Les grands évènements
La plus fameuse des festivités de la ville est le Fête nationale de la Marinera (Janvier-Février), suivi à la télévision dans tout le Pérou. Le point culminant en est le gigantesque concours de danse auquel participent pendant trois jours des milliers de couples dans le Gran Coliseo Chimú, depuis les qualifications jusqu'à la finale. Née à l'époque de la colonie, la marinera est, comme son nom l'indique, la danse typique des créoles et métis blancs de la côte, plus romantique que sensuelle, toujours gracieuse et élégante.

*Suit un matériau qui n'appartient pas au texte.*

#[tokio::test]
async fn test_failure_reported_once() {
    init_logging();
    let server = start_server(ServerScript { disconnect_after_negotiation: true, ..Default::default() }).await;

    let publisher = RtmpPublisher::connect(config(&server.url)).await.unwrap();
    let mut events = publisher.events().await.unwrap();

    match tokio::time::timeout(Duration::from_secs(5), events.recv()).await {
        Ok(Some(PublishEvent::Failed { code, .. })) => {
            // A reset surfaces as an I/O error, an orderly close as a connection error
            let io_code = Error::Io(std::io::Error::other("reset")).code();
            assert!(code == Error::connection("").code() || code == io_code);
        }
        other => panic!("expected Failed, got {:?}", other),
    }
    assert_eq!(publisher.state().await, ConnectionState::Failed);

    publisher.on_clock_start(0).await;
    assert!(publisher.push_audio(MediaSample::new(0, vec![0x21])).await.is_err());
    publisher.close().await.unwrap();
    drop(publisher);

    // Neither the later push error nor close produce a second event
    assert_eq!(events.recv().await, None);
    server.received().await;
}

#[tokio::test]
async fn test_unmodelled_control_messages_keep_session_running() {
    init_logging();
    let server = start_server(ServerScript { unmodelled_control_after_publish: true, ..Default::default() }).await;

    let publisher = RtmpPublisher::connect(config(&server.url)).await.unwrap();
    let mut events = publisher.events().await.unwrap();
    tokio::time::sleep(Duration::from_millis(200)).await;
    assert_eq!(publisher.state().await, ConnectionState::Running);

    publisher.on_clock_start(0).await;
    publisher.push_video(MediaSample::new(0, key_frame()).keyframe(true)).await.unwrap();
    publisher.close().await.unwrap();

    assert!(matches!(events.recv().await, Some(PublishEvent::Closed { .. })));
    let received = server.received().await;
    assert_eq!(media(&received, true).len(), 2);
    assert!(received.iter().any(|r| r.is_unpublish()));
}
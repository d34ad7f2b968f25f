use crate::amf::{Amf0Decoder, Amf0Encoder};
use crate::{ByteBuffer, Result};

/// AMF0 values carried in command and data payloads
#[derive(Debug, Clone, PartialEq)]
pub enum Amf0Value {
    Number(f64),                          // 0x00
    Boolean(bool),                        // 0x01
    String(String),                       // 0x02, or 0x0C when longer than 65535 bytes
    Object(Vec<(String, Amf0Value)>),     // 0x03, property order is preserved
    Null,                                 // 0x05
    Undefined,                            // 0x06
    /// ECMA or strict array; recognized on the wire but contents are not kept
    Array,
}

// AMF0 type markers
pub mod markers {
    pub const NUMBER: u8 = 0x00;
    pub const BOOLEAN: u8 = 0x01;
    pub const STRING: u8 = 0x02;
    pub const OBJECT: u8 = 0x03;
    pub const NULL: u8 = 0x05;
    pub const UNDEFINED: u8 = 0x06;
    pub const ECMA_ARRAY: u8 = 0x08;
    pub const OBJECT_END: u8 = 0x09;
    pub const STRICT_ARRAY: u8 = 0x0A;
    pub const LONG_STRING: u8 = 0x0C;
}

impl Amf0Value {
    /// Build a string value
    pub fn string(value: impl Into<String>) -> Self {
        Amf0Value::String(value.into())
    }

    /// Build an object from name/value pairs, keeping their order
    pub fn object<I, K>(properties: I) -> Self
    where
        I: IntoIterator<Item = (K, Amf0Value)>,
        K: Into<String>,
    {
        Amf0Value::Object(
            properties
                .into_iter()
                .map(|(name, value)| (name.into(), value))
                .collect(),
        )
    }

    /// Extract number value
    pub fn as_number(&self) -> Option<f64> {
        match self {
            Amf0Value::Number(n) => Some(*n),
            _ => None,
        }
    }

    /// Extract string reference
    pub fn as_string(&self) -> Option<&str> {
        match self {
            Amf0Value::String(s) => Some(s.as_str()),
            _ => None,
        }
    }

    /// Extract boolean value
    pub fn as_boolean(&self) -> Option<bool> {
        match self {
            Amf0Value::Boolean(b) => Some(*b),
            _ => None,
        }
    }

    /// Extract object properties
    pub fn as_object(&self) -> Option<&[(String, Amf0Value)]> {
        match self {
            Amf0Value::Object(properties) => Some(properties.as_slice()),
            _ => None,
        }
    }

    /// Get the first property with the given name
    pub fn get_property(&self, key: &str) -> Option<&Amf0Value> {
        self.as_object()
            .and_then(|props| props.iter().find(|(name, _)| name == key))
            .map(|(_, value)| value)
    }

    /// Check if null or undefined
    pub fn is_null(&self) -> bool {
        matches!(self, Amf0Value::Null | Amf0Value::Undefined)
    }
}

/// Encode a sequence of values back to back
pub fn encode_values(values: &[Amf0Value]) -> Result<Vec<u8>> {
    let mut encoder = Amf0Encoder::new();
    for value in values {
        encoder.encode(value)?;
    }
    Ok(encoder.into_bytes())
}

/// Decode every value in a flat buffer, left to right
pub fn decode_values(bytes: &[u8]) -> Result<Vec<Amf0Value>> {
    let mut buffer = ByteBuffer::from_slice(bytes);
    let mut decoder = Amf0Decoder::new(&mut buffer);
    let mut values = Vec::new();
    while decoder.has_remaining() {
        values.push(decoder.decode()?);
    }
    Ok(values)
}
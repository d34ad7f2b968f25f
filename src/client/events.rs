use std::sync::atomic::{AtomicBool, Ordering};
use log::{error, info, warn};
use tokio::sync::mpsc;
use crate::Error;

/// Terminal notification for one publish session
#[derive(Debug, Clone, PartialEq)]
pub enum PublishEvent {
    /// The session hit a fatal error
    Failed { code: i32, message: String },

    /// The session was closed by the caller.
    ///
    /// Timestamps are the last decode times in ticks and can be passed back as
    /// timestamp bases when reconnecting.
    Closed {
        endpoint: String,
        stream_name: String,
        last_video_timestamp: i64,
        last_audio_timestamp: i64,
    },
}

/// Delivers at most one terminal event per session
pub(crate) struct EventEmitter {
    fired: AtomicBool,
    sender: mpsc::Sender<PublishEvent>,
}

impl EventEmitter {
    pub(crate) fn new() -> (Self, mpsc::Receiver<PublishEvent>) {
        let (sender, receiver) = mpsc::channel(1);
        (EventEmitter { fired: AtomicBool::new(false), sender }, receiver)
    }

    /// Report a fatal error; returns false when an event was already raised
    pub(crate) fn fail(&self, session_id: &str, err: &Error) -> bool {
        if self.fired.swap(true, Ordering::AcqRel) {
            warn!("[{}] Suppressed failure after terminal event: {}", session_id, err);
            return false;
        }
        error!("[{}] Publish failed: {}", session_id, err);
        self.deliver(PublishEvent::Failed { code: err.code(), message: err.to_string() });
        true
    }

    pub(crate) fn closed(&self, session_id: &str, event: PublishEvent) -> bool {
        if self.fired.swap(true, Ordering::AcqRel) {
            warn!("[{}] Suppressed close after terminal event", session_id);
            return false;
        }
        info!("[{}] Publish closed", session_id);
        self.deliver(event);
        true
    }

    fn deliver(&self, event: PublishEvent) {
        // Capacity is one and only one event is ever sent
        if self.sender.try_send(event).is_err() {
            warn!("Event receiver dropped");
        }
    }
}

L'esprit frondeur et indépendant de Trujillo en fit plus tard, au moment de l'émancipation, la danse républicaine et nationale par excellence.

Festival international de la Primavera (Festival du Printemps)
(Du 22 Septembre au 4 Octobre). Plusieurs jours de festivités avec groupes folkloriques, danses, concerts, activités culturelles. Corso fleuri partant du stade de Mansiche pour traverser toute la ville. On y voit à cette occasion des démonstrations de caballo de paso (cheval de pas), autre spécialité de Trujillo. Les chevaux, magnifiquements dressés à faire des pas, sont montés par les populaires "Chalanes", traditionellement vêtus d'un costume et d'une cape blanche, un foulard rouge au cou et coiffés d'un sombrero de paille à larges bords.

Olimplayas (Jeux olympiques de plage)
(Janvier-Février). Jeux sportifs et aquatiques et concours de toutes sortes pendant la saison des plages, notamment sur celles de Huanchaco et de las Delicias.